Task directions >> Pick out all lines of the entries that include the word "registry" and copy them.

:::

//! Haversine distance and walking-time estimates.
//!
//! The viewer script in `render::script` carries a line-for-line JavaScript
//! copy of [`distance`] and [`walk_minutes`]; both read the constants below,
//! and [`DISTANCE_VECTORS`] pins the numbers both sides must agree on.

use crate::config::constants::{EARTH_RADIUS_METERS, MIN_WALK_MINUTES, WALKING_SPEED_M_PER_MIN};
use crate::data::location::{Coordinates, Location};
use crate::data::registry::LocationRegistry;

/// Great-circle distance in meters.
pub fn distance(a: Coordinates, b: Coordinates) -> f64 {
    let phi1 = a.lat.to_radians();
    let phi2 = b.lat.to_radians();
    let delta_phi = (b.lat - a.lat).to_radians();
    let delta_lambda = (b.lon - a.lon).to_radians();

    let h = (delta_phi / 2.0).sin() * (delta_phi / 2.0).sin()
        + phi1.cos() * phi2.cos() * (delta_lambda / 2.0).sin() * (delta_lambda / 2.0).sin();
    let central_angle = 2.0 * h.sqrt().atan2((1.0 - h).sqrt());

    EARTH_RADIUS_METERS * central_angle
}

/// Minutes on foot at a constant walking pace, never less than one.
pub fn walk_minutes(meters: f64) -> u32 {
    // JS Math.round rounds halves up; f64::round rounds them away from zero.
    // Distances are non-negative so the two agree.
    let minutes = (meters / WALKING_SPEED_M_PER_MIN).round();
    (minutes as u32).max(MIN_WALK_MINUTES)
}

#[derive(Debug, Clone)]
pub struct DistanceEstimate<'a> {
    pub location: &'a Location,
    pub meters: f64,
    pub minutes: u32,
}

/// Distance from `origin` to every location, in registry order.
pub fn distances_from(origin: Coordinates, registry: &LocationRegistry) -> Vec<DistanceEstimate<'_>> {
    registry
        .iter()
        .map(|location| {
            let meters = distance(origin, location.get_coordinates());
            DistanceEstimate {
                location,
                meters,
                minutes: walk_minutes(meters),
            }
        })
        .collect()
}

/// (from, to, expected meters) shared by the native and embedded estimators.
pub const DISTANCE_VECTORS: &[((f64, f64), (f64, f64), f64)] = &[
    ((37.224750, -80.420909), (37.229637, -80.426111), 712.337),
    ((37.2284, -80.4234), (37.23113957256836, -80.42267514582704), 311.313),
    ((37.2284, -80.4234), (37.22351950716079, -80.42187920803231), 559.141),
    ((0.0, 0.0), (0.0, 180.0), 20_015_086.796),
];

:::

Solution for this exercise >>
use crate::data::registry::LocationRegistry;
/// Distance from `origin` to every location, in registry order.
pub fn distances_from(origin: Coordinates, registry: &LocationRegistry) -> Vec<DistanceEstimate<'_>> {
    registry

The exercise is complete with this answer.